Вечер выдался на славу: вчетвером умяли две сковородки жареной хрустящей корюшки, буханку рижского хлеба и осушили бутылку сухого вина, сухого настолько, что от кислоты сводило скулы. Слушали записи бардов Кукина и Клячкина — Акулов принес уже знакомый Асе магнитофон, а Утюгов — гитару. Разгулявшись, парни спели нестройным, но убедительным дуэтом:
Ася постаралась не сесть рядом с Акуловым, но вскоре каким-то чудесным образом он оказался рядом с нею, и рука его легла на её плечо. От этого прикосновения хмель и легкомыслие покинули Асю, словно шелуха, и она напряглась, сжалась, повинуясь дрожащей внутри струне. Лёня усмехнулся, — она не смотрела на него, но почувствовала, что он усмехнулся — но руку не убрал, а напротив, стиснул пальцами её плечо, будто утверждая некое своё право. Тем временем музыкальный репертуар вечера с бардовского, в пристрастии к которому девушки до сих пор не подозревали ни того, ни другого из своих гостей, сменился на англоязычную смесь рока и диско. Стол был отодвинут в сторону, и Лёня, вскочив со стула, картинно наклонил лохматую голову:
— Позвольте вас пригласить на танец, сударыня… — и потащил Асю на узкий пятачок перед окном, где уже покачивались то ли в танце, то ли в объятиях Лёлька с Мишей.

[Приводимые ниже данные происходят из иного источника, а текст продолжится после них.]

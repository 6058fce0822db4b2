//! Lifecycle manager
//!
//! Owns `lifecycle_state`. Consults the lock manager before archiving so an
//! active editor is never pulled out from under, and refuses irreversible
//! deletes unless the resource was archived first.

use chrono::{DateTime, Utc};
use serde_json::json;
use std::future::Future;
use std::sync::Arc;
use tracing::{debug, error, info, warn};
use uuid::Uuid;

use super::event::{ResourceEvent, ResourceEventType};
use super::gate::LifecycleGate;
use super::policy::{AllowAll, DeletePolicy};
use super::repository_trait::ResourceRepository;
use super::types::{LifecycleError, LifecycleResult, LifecycleState, Resource};
use crate::domain::audit::{AuditAction, AuditEntry, AuditOutcome, AuditRecorder};
use crate::domain::events::{EventPublisher, NoopPublisher};
use crate::domain::locking::{LockError, LockManager};

/// Lifecycle manager for archive / restore / permanent delete
#[derive(Debug, Clone)]
pub struct LifecycleManager {
    resources: Arc<dyn ResourceRepository>,
    locks: LockManager,
    audit: Arc<dyn AuditRecorder>,
    publisher: Arc<dyn EventPublisher>,
    policy: Arc<dyn DeletePolicy>,
}

impl LifecycleManager {
    /// Create a lifecycle manager
    ///
    /// Time and store timeouts are taken from `locks`. The copy kept here,
    /// returned by `locks()`, refuses new leases on deleted resources.
    pub fn new(
        resources: Arc<dyn ResourceRepository>,
        locks: LockManager,
        audit: Arc<dyn AuditRecorder>,
    ) -> Self {
        let gate = Arc::new(LifecycleGate::new(Arc::clone(&resources)));
        Self {
            resources,
            locks: locks.with_resource_gate(gate),
            audit,
            publisher: Arc::new(NoopPublisher),
            policy: Arc::new(AllowAll),
        }
    }

    /// Send events to `publisher`
    pub fn with_publisher(mut self, publisher: Arc<dyn EventPublisher>) -> Self {
        self.publisher = publisher;
        self
    }

    /// Gate permanent deletion on `policy`
    pub fn with_policy(mut self, policy: Arc<dyn DeletePolicy>) -> Self {
        self.policy = policy;
        self
    }

    /// The lock manager consulted before transitions, gated on lifecycle state
    pub fn locks(&self) -> &LockManager {
        &self.locks
    }

    /// Register a new active resource
    ///
    /// A missing `resource_id` gets a fresh UUID. Ids are never reused, not
    /// even after permanent deletion.
    pub async fn register(
        &self,
        resource_id: Option<&str>,
        title: &str,
        created_by: &str,
    ) -> LifecycleResult<Resource> {
        let resource_id = resource_id
            .map(str::to_string)
            .unwrap_or_else(|| Uuid::new_v4().to_string());

        match self.try_register(&resource_id, title, created_by).await {
            Ok(resource) => {
                info!(resource_id = %resource.id, created_by, "Resource registered");
                self.succeeded(
                    AuditAction::Register,
                    AuditOutcome::Registered,
                    ResourceEventType::ResourceRegistered,
                    &resource,
                    created_by,
                    json!({ "title": resource.title }),
                )
                .await;
                Ok(resource)
            }
            Err(e) => {
                self.refused(AuditAction::Register, &resource_id, created_by, &e)
                    .await;
                Err(e)
            }
        }
    }

    async fn try_register(
        &self,
        resource_id: &str,
        title: &str,
        created_by: &str,
    ) -> LifecycleResult<Resource> {
        validate_id("resource_id", resource_id)?;
        validate_id("created_by", created_by)?;
        let title = title.trim();
        if title.is_empty() {
            return Err(LifecycleError::InvalidRequest("title must not be empty".to_string()));
        }

        let resource = Resource::new(resource_id, title, created_by, self.now());
        if !self.call("insert", self.resources.insert(&resource)).await? {
            return Err(LifecycleError::AlreadyExists(resource_id.to_string()));
        }
        Ok(resource)
    }

    /// Look up a resource
    ///
    /// Permanently deleted resources are reported as `NotFound`.
    pub async fn get(&self, resource_id: &str) -> LifecycleResult<Resource> {
        let resource = self.load(resource_id).await?;
        debug!(resource_id, state = %resource.lifecycle_state, "Resource loaded");
        Ok(resource)
    }

    /// List resources, oldest first
    ///
    /// Without a state filter, deleted resources are left out.
    pub async fn list(&self, state: Option<LifecycleState>) -> LifecycleResult<Vec<Resource>> {
        let resources = self.call("list", self.resources.list(state)).await?;
        Ok(match state {
            Some(_) => resources,
            None => resources.into_iter().filter(|r| !r.is_deleted()).collect(),
        })
    }

    /// Archive an active resource
    ///
    /// Refused with `Locked` while someone else holds a live exclusive lock;
    /// that lock is never force-released. The actor's own locks on the
    /// resource are released once the archive lands.
    pub async fn archive(&self, resource_id: &str, actor_id: &str) -> LifecycleResult<Resource> {
        match self.try_archive(resource_id, actor_id).await {
            Ok(resource) => {
                let released: Vec<Uuid> = match self.locks.release_held_by(resource_id, actor_id).await {
                    Ok(locks) => locks.iter().map(|l| l.id).collect(),
                    Err(e) => {
                        warn!(resource_id, actor_id, error = %e, "Failed to release archiver's locks");
                        Vec::new()
                    }
                };
                info!(resource_id, actor_id, released = released.len(), "Resource archived");
                self.succeeded(
                    AuditAction::Archive,
                    AuditOutcome::Archived,
                    ResourceEventType::ResourceArchived,
                    &resource,
                    actor_id,
                    json!({ "released_locks": released }),
                )
                .await;
                Ok(resource)
            }
            Err(e) => {
                self.refused(AuditAction::Archive, resource_id, actor_id, &e).await;
                Err(e)
            }
        }
    }

    async fn try_archive(&self, resource_id: &str, actor_id: &str) -> LifecycleResult<Resource> {
        validate_id("actor_id", actor_id)?;
        let resource = self.load(resource_id).await?;
        if !resource.is_active() {
            return Err(refusal(&resource, LifecycleState::Archived));
        }

        if let Some(lock) = self.locks.exclusive_lock(resource_id).await? {
            if lock.holder_id != actor_id {
                return Err(LifecycleError::Locked {
                    resource_id: resource_id.to_string(),
                    holder_id: lock.holder_id,
                    tier: lock.tier,
                    expires_at: lock.expires_at,
                });
            }
        }

        self.transition(&resource, LifecycleState::Archived, actor_id)
            .await
    }

    /// Return an archived resource to active
    ///
    /// No lock is restored with it.
    pub async fn restore(&self, resource_id: &str, actor_id: &str) -> LifecycleResult<Resource> {
        match self.try_restore(resource_id, actor_id).await {
            Ok(resource) => {
                info!(resource_id, actor_id, "Resource restored");
                self.succeeded(
                    AuditAction::Restore,
                    AuditOutcome::Restored,
                    ResourceEventType::ResourceRestored,
                    &resource,
                    actor_id,
                    json!({}),
                )
                .await;
                Ok(resource)
            }
            Err(e) => {
                self.refused(AuditAction::Restore, resource_id, actor_id, &e).await;
                Err(e)
            }
        }
    }

    async fn try_restore(&self, resource_id: &str, actor_id: &str) -> LifecycleResult<Resource> {
        validate_id("actor_id", actor_id)?;
        let resource = self.load(resource_id).await?;
        if !resource.is_archived() {
            return Err(refusal(&resource, LifecycleState::Active));
        }

        self.transition(&resource, LifecycleState::Active, actor_id)
            .await
    }

    /// Permanently delete an archived resource
    ///
    /// Never archives implicitly. On success every lease record for the
    /// resource is purged and later lookups report `NotFound`.
    pub async fn permanent_delete(
        &self,
        resource_id: &str,
        actor_id: &str,
    ) -> LifecycleResult<Resource> {
        match self.try_delete(resource_id, actor_id).await {
            Ok(resource) => {
                let purged = match self.locks.purge_resource(resource_id).await {
                    Ok(purged) => purged,
                    Err(e) => {
                        warn!(resource_id, error = %e, "Failed to purge leases of deleted resource");
                        0
                    }
                };
                warn!(resource_id, actor_id, purged, "Resource permanently deleted");
                self.succeeded(
                    AuditAction::PermanentDelete,
                    AuditOutcome::Deleted,
                    ResourceEventType::ResourceDeleted,
                    &resource,
                    actor_id,
                    json!({ "purged_leases": purged }),
                )
                .await;
                Ok(resource)
            }
            Err(e) => {
                self.refused(AuditAction::PermanentDelete, resource_id, actor_id, &e)
                    .await;
                Err(e)
            }
        }
    }

    async fn try_delete(&self, resource_id: &str, actor_id: &str) -> LifecycleResult<Resource> {
        validate_id("actor_id", actor_id)?;
        let resource = self.load(resource_id).await?;
        if !self.policy.may_delete(actor_id, &resource) {
            return Err(LifecycleError::NotAuthorized {
                actor_id: actor_id.to_string(),
                resource_id: resource_id.to_string(),
            });
        }
        if !resource.is_archived() {
            return Err(refusal(&resource, LifecycleState::Deleted));
        }

        self.transition(&resource, LifecycleState::Deleted, actor_id)
            .await
    }

    // ========== Internals ==========

    fn now(&self) -> DateTime<Utc> {
        self.locks.clock().now()
    }

    async fn load(&self, resource_id: &str) -> LifecycleResult<Resource> {
        self.call("get", self.resources.get(resource_id))
            .await?
            .filter(|r| !r.is_deleted())
            .ok_or_else(|| LifecycleError::NotFound(resource_id.to_string()))
    }

    /// State-conditioned write; a lost race is reported against the winner
    async fn transition(
        &self,
        resource: &Resource,
        to: LifecycleState,
        actor_id: &str,
    ) -> LifecycleResult<Resource> {
        let now = self.now();
        let applied = self
            .call(
                "transition",
                self.resources
                    .transition(&resource.id, resource.lifecycle_state, to, actor_id, now),
            )
            .await?;

        if !applied {
            let current = self.load(&resource.id).await?;
            debug!(
                resource_id = %resource.id,
                expected = %resource.lifecycle_state,
                found = %current.lifecycle_state,
                "Lifecycle transition lost a race"
            );
            return Err(refusal(&current, to));
        }

        let mut updated = resource.clone();
        updated.apply_transition(to, actor_id, now);
        Ok(updated)
    }

    async fn call<T>(
        &self,
        op: &str,
        fut: impl Future<Output = LifecycleResult<T>>,
    ) -> LifecycleResult<T> {
        let limit = self.locks.config().store_timeout;
        match tokio::time::timeout(limit, fut).await {
            Ok(result) => result,
            Err(_) => Err(LifecycleError::StoreUnavailable(format!(
                "{} timed out after {}ms",
                op,
                limit.as_millis()
            ))),
        }
    }

    async fn succeeded(
        &self,
        action: AuditAction,
        outcome: AuditOutcome,
        event_type: ResourceEventType,
        resource: &Resource,
        actor_id: &str,
        detail: serde_json::Value,
    ) {
        let now = self.now();
        let entry = AuditEntry::new(&resource.id, actor_id, action, outcome, now).with_detail(detail);
        self.record(entry).await;

        let event = ResourceEvent::new(event_type, resource, actor_id, now);
        if let Err(e) = self.publisher.publish(&event).await {
            warn!(
                resource_id = %resource.id,
                event_type = event_type.as_str(),
                error = %e,
                "Failed to publish resource event"
            );
        }
    }

    async fn refused(
        &self,
        action: AuditAction,
        resource_id: &str,
        actor_id: &str,
        err: &LifecycleError,
    ) {
        warn!(resource_id, actor_id, action = %action, error = %err, "Lifecycle operation refused");
        let entry = AuditEntry::new(resource_id, actor_id, action, failure_outcome(err), self.now())
            .with_detail(json!({ "code": err.code(), "error": err.to_string() }));
        self.record(entry).await;
    }

    async fn record(&self, entry: AuditEntry) {
        if let Err(e) = self.audit.record(&entry).await {
            error!(
                resource_id = %entry.resource_id,
                action = %entry.action,
                outcome = %entry.outcome,
                error = %e,
                "Failed to write audit entry"
            );
        }
    }
}

fn validate_id(field: &str, value: &str) -> LifecycleResult<()> {
    if value.trim().is_empty() {
        return Err(LifecycleError::InvalidRequest(format!("{} must not be empty", field)));
    }
    Ok(())
}

/// Error for a transition the resource's state does not allow
fn refusal(resource: &Resource, to: LifecycleState) -> LifecycleError {
    match to {
        LifecycleState::Active | LifecycleState::Deleted if !resource.is_archived() => {
            LifecycleError::NotArchived {
                resource_id: resource.id.clone(),
            }
        }
        _ => LifecycleError::InvalidTransition {
            from: resource.lifecycle_state,
            to,
        },
    }
}

fn failure_outcome(err: &LifecycleError) -> AuditOutcome {
    match err {
        LifecycleError::Locked { .. } => AuditOutcome::Conflict,
        LifecycleError::StoreUnavailable(_)
        | LifecycleError::Lock(LockError::StoreUnavailable(_)) => AuditOutcome::Unknown,
        _ => AuditOutcome::Rejected,
    }
}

— Зачем ты ведёшь? — спросил Акулов, когда через пару минут Ася от волнения и смущения чуть не наступила ему на ногу.
— Я не веду… — пробормотала она.
— Именно это ты и пытаешься делать. Доверься мне хотя бы в трех шагах.
— Хм…разве я.…?
— Разве. Руку… дай мне руку.
— Я не буду танцевать… — заупрямилась Ася, чувствуя себя полной идиоткой.
— Будешь… — шепнул он, наклоняясь, и его губы будто случайно, словно невзначай коснулись её уха. — Это называется фокстрот, и это очень просто. Только не веди…
Она пыталась, честно пыталась следовать за ним, ловко лавирующим между платяным шкафом, столом, кроватью и Лёлькой с Утюговым, которые самозабвенно целовались у открытого по случаю весны, корюшки и попойки окна.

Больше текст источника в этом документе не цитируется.